La última dama
Pero también la muerte se divierte llegando tarde a las citas. Y nada iba a ahorrarle a la más bella de las cantantes de los años sesenta los doce años de espera y sufrimiento que anteayer se cerraron. Los afrontó con rabia siempre explícita
En el año 2012, y a dos sólo de cumplir setenta, Françoise Hardy dio a la luz su disco de amor más intenso. Y el más desesperado. Cuando grababa L’amour fou («El amor loco»), estaba ya muy enferma. Sus diez canciones dejan acta de un testamento sentimental. La última de ellas es una despedida. De todo: esplendor y desdicha. Susurrada con una mesura conmocionante, Rendez-vous dans une autre vie («Cita en otra vida») hacía caer el telón de un último acto a punto, pensaba ella, de clausurar la función: «perdonen que me marche de puntillas / y sin preaviso. / Perdón por esta noche / y por las precedentes. / La comedia ha terminado».
Pero también la muerte se divierte llegando tarde a las citas. Y nada iba a ahorrarle a la más bella de las cantantes de los años sesenta los doce años de espera y sufrimiento que anteayer se cerraron. Los afrontó con rabia siempre explícita. Con resignación, nunca. Y a aquel supremo disco testamentario, le fue preciso añadir en 2018 un elíptico apéndice de últimas voluntades y perennes perseverancias: Personne d’autre («Nadie más»).
Vinieron después seis años de silencio, de cáncer de laringe, de linfoma, de encierro en su apartamento del XVIe parisino. Inaccesible. Anteayer acabó todo.
Fue bella. Seguía siéndolo a los ochenta, aun arrasada por veinte años de enfermedad. En el decorado festivo del pop francés de los sesenta, la suya era, por contraste, una belleza sombría, desganada: revestía mucho más el desapego de las viejas divas de postguerra que el colorismo de su contemporáneas. Bowie o Dylan podrían contar la fascinación con que aquel desapego contaminaba todo en torno a ella. Y aquella belleza hipnótica, de la que Frankenheimer hizo icono en su Grand Prix de 1966, podía hacer perder de vista a sus primeros productores la extraordinaria interprete que latía bajo las tonadillas pop con las que a punto estuvieron de arrumbarla. En vano. Apenas cuatro años después de su adolescente primer vinilo, Hardy tomaba los mandos de su carrera. E inauguraba su propia productora con un disco de título paradigmático por excesivo: Ma jeunesse fout le camp («Mi juventud se va al carajo»). Tenía 23 años.

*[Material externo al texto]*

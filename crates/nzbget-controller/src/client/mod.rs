//! NZBGet client implementation.

use std::path::{Path, PathBuf};

use chrono::Utc;
use serde::de::DeserializeOwned;
use serde_json::{Value, json};
use tracing::{Span, debug, debug_span, instrument, warn};

use nzbget_types::{
    AddOptions, DownloadQueue, Group, HistoryItem, NzbGetError, QueueSnapshot, StatusSnapshot,
    VersionInfo,
};

use crate::config::ClientConfig;
use crate::conversions::{
    decode_query, expect_queue_id, expect_true, into_result, map_transport_error,
};
use crate::ingest::{self, PreparedNzb};
use crate::ops::Transport;
use crate::transport::HttpTransport;


const APPEND: &str = "append";
const EDIT_QUEUE: &str = "editqueue";
const PAUSE_DOWNLOAD: &str = "pausedownload";
const RESUME_DOWNLOAD: &str = "resumedownload";
const LIST_GROUPS: &str = "listgroups";
const HISTORY: &str = "history";
const STATUS: &str = "status";
const VERSION: &str = "version";

/// NzbGetClient is a download queue client that uses the NZBGet JSON-RPC API.
///
/// The client keeps no state between calls, so one instance can serve concurrent callers.
#[allow(missing_debug_implementations)]
pub struct NzbGetClient<T: Transport = HttpTransport> {
    transport: T,
    temp_dir: Option<PathBuf>,
    span: Span,
}

impl NzbGetClient {
    /// Create a new NzbGetClient for the endpoint in `config`.
    ///
    /// No request is made here; an unreachable server shows up on the first call.
    pub fn try_new(config: ClientConfig) -> Result<Self, NzbGetError> {
        let transport = HttpTransport::try_new(&config)?;
        debug!("Using NZBGet RPC at {}", transport.endpoint());
        let span = debug_span!("nzbget", endpoint = %transport.endpoint());

        Ok(Self {
            transport,
            temp_dir: config.temp_dir,
            span,
        })
    }

    /// Create a new NzbGetClient from `NZBGET_*` environment variables.
    pub fn from_env() -> Result<Self, NzbGetError> {
        Self::try_new(ClientConfig::from_env()?)
    }
}

impl<T: Transport> NzbGetClient<T> {
    /// Create an NzbGetClient on top of a custom transport.
    pub fn with_transport(transport: T) -> Self {
        Self {
            transport,
            temp_dir: None,
            span: debug_span!("nzbget"),
        }
    }

    /// Record this client's events under `span` instead of the default one.
    pub fn with_span(mut self, span: Span) -> Self {
        self.span = span;
        self
    }

    /// Put temporary copies of fetched NZB files in `dir`.
    pub fn with_temp_dir(mut self, dir: impl Into<PathBuf>) -> Self {
        self.temp_dir = Some(dir.into());
        self
    }

    async fn rpc(&self, method: &'static str, params: Vec<Value>) -> Result<Value, NzbGetError> {
        let envelope = self
            .transport
            .call(method, params)
            .await
            .map_err(|e| map_transport_error(method, e))?;
        into_result(method, envelope)
    }

    async fn query<R: DeserializeOwned>(
        &self,
        path: &'static str,
        params: Vec<(String, String)>,
    ) -> Result<R, NzbGetError> {
        let body = self
            .transport
            .get(path, params)
            .await
            .map_err(|e| map_transport_error(path, e))?;
        decode_query(path, &body)
    }

    async fn append(&self, nzb: PreparedNzb, options: &AddOptions) -> Result<i64, NzbGetError> {
        debug!(
            "Appending {} ({} files, {} segments, {} bytes)",
            nzb.name, nzb.metadata.files, nzb.metadata.segments, nzb.metadata.total_bytes
        );
        let params = ingest::append_params(&nzb, options);
        let result = self.rpc(APPEND, params).await?;
        let id = expect_queue_id(APPEND, result)?;
        debug!("Appended {} as queue id {id}", nzb.name);
        Ok(id)
    }
}

impl<T: Transport> DownloadQueue for NzbGetClient<T> {
    #[instrument(parent = &self.span, skip(self, options))]
    async fn add(&self, source_url: &str, options: AddOptions) -> Result<i64, NzbGetError> {
        debug!("Adding NZB from {source_url}");
        let temp =
            ingest::fetch_to_temp(&self.transport, source_url, self.temp_dir.as_deref()).await?;
        let raw = ingest::read_nzb(temp.path()).await?;
        if let Err(e) = temp.close() {
            warn!("Failed to remove temporary NZB file: {e}");
        }

        let nzb = ingest::prepare(&raw, &options)?;
        self.append(nzb, &options).await
    }

    #[instrument(parent = &self.span, skip(self, options))]
    async fn add_file(&self, path: &Path, options: AddOptions) -> Result<i64, NzbGetError> {
        debug!("Adding NZB file {}", path.display());
        let raw = ingest::read_nzb(path).await?;
        let nzb = ingest::prepare(&raw, &options)?;
        self.append(nzb, &options).await
    }

    #[instrument(parent = &self.span, skip(self))]
    async fn list(&self) -> Result<QueueSnapshot, NzbGetError> {
        let status = self.status().await?;
        let captured_at = Utc::now();
        let groups = self.groups().await?;
        debug!("Listed {} groups", groups.len());

        Ok(QueueSnapshot {
            status,
            groups,
            captured_at,
        })
    }

    #[instrument(parent = &self.span, skip(self))]
    async fn groups(&self) -> Result<Vec<Group>, NzbGetError> {
        debug!("Listing active groups");
        let groups: Vec<Group> = self.query(LIST_GROUPS, Vec::new()).await?;
        debug!("Active groups: {groups:?}");
        Ok(groups)
    }

    #[instrument(parent = &self.span, skip(self))]
    async fn history(&self, include_hidden: bool) -> Result<Vec<HistoryItem>, NzbGetError> {
        debug!("Getting history, include_hidden={include_hidden}");
        let params = vec![("hidden".to_string(), include_hidden.to_string())];
        let items: Vec<HistoryItem> = self.query(HISTORY, params).await?;
        debug!("History has {} entries", items.len());
        Ok(items)
    }

    #[instrument(parent = &self.span, skip(self))]
    async fn status(&self) -> Result<StatusSnapshot, NzbGetError> {
        debug!("Getting server status");
        let status: StatusSnapshot = self.query(STATUS, Vec::new()).await?;
        debug!("Server status: {status:?}");
        Ok(status)
    }

    #[instrument(parent = &self.span, skip(self))]
    async fn version(&self) -> Result<VersionInfo, NzbGetError> {
        self.query(VERSION, Vec::new()).await
    }

    #[instrument(parent = &self.span, skip(self))]
    async fn pause_all(&self) -> Result<(), NzbGetError> {
        debug!("Pausing all downloads");
        let result = self.rpc(PAUSE_DOWNLOAD, Vec::new()).await?;
        expect_true(PAUSE_DOWNLOAD, result)
    }

    #[instrument(parent = &self.span, skip(self))]
    async fn resume_all(&self) -> Result<(), NzbGetError> {
        debug!("Resuming all downloads");
        let result = self.rpc(RESUME_DOWNLOAD, Vec::new()).await?;
        expect_true(RESUME_DOWNLOAD, result)
    }

    #[instrument(parent = &self.span, skip(self))]
    async fn edit_queue(
        &self,
        command: &str,
        parameter: &str,
        ids: &[i64],
    ) -> Result<(), NzbGetError> {
        let params = vec![json!(command), json!(parameter), json!(ids)];
        let result = self.rpc(EDIT_QUEUE, params).await?;
        expect_true(EDIT_QUEUE, result)?;
        debug!("{command} applied to {ids:?}");
        Ok(())
    }
}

En aquel LP que invocaba el advenimiento de la edad adulta y que incluía las composiciones del nombre más perenne en su vida, Jacques Dutronc, Françoise Hardy tuvo la arrogante osadía de incluir la canción que el mayor de los chansonniers, Georges Brassens, había compuesto, en 1953, sobre uno de los más bellos poemas franceses del siglo XX: aquel Il n’y a pas d’amour heureux («No hay amor feliz») que escribiera Louis Aragon en la tiniebla clandestina del año 1943. No conozco una versión más depuradamente poética que la de ella de aquel «nada para el hombre está por siempre adquirido. Ni su fuerza, / ni su debilidad, ni su corazón. Y cuando cree abrir / sus brazos, su sombra es la de una cruz».
«Nada amo tanto cuanto la herida / protegida por el muro / de sus apariencias», cantará la Hardy del 2000, en traslación de aquella desesperación sosegada del Aragon del 43: «¡Cuánto sufrimiento es necesario para la menor canción!». Y todos sus discos de madurez son eso: reflejos de una belleza distante, en la cual, «infierno y paraíso» se confunden, son lo mismo, para quien sabe mirar su hiriente vértigo, «ni demasiado de cerca, ni demasiado de lejos»; en el vértigo efímero del instante.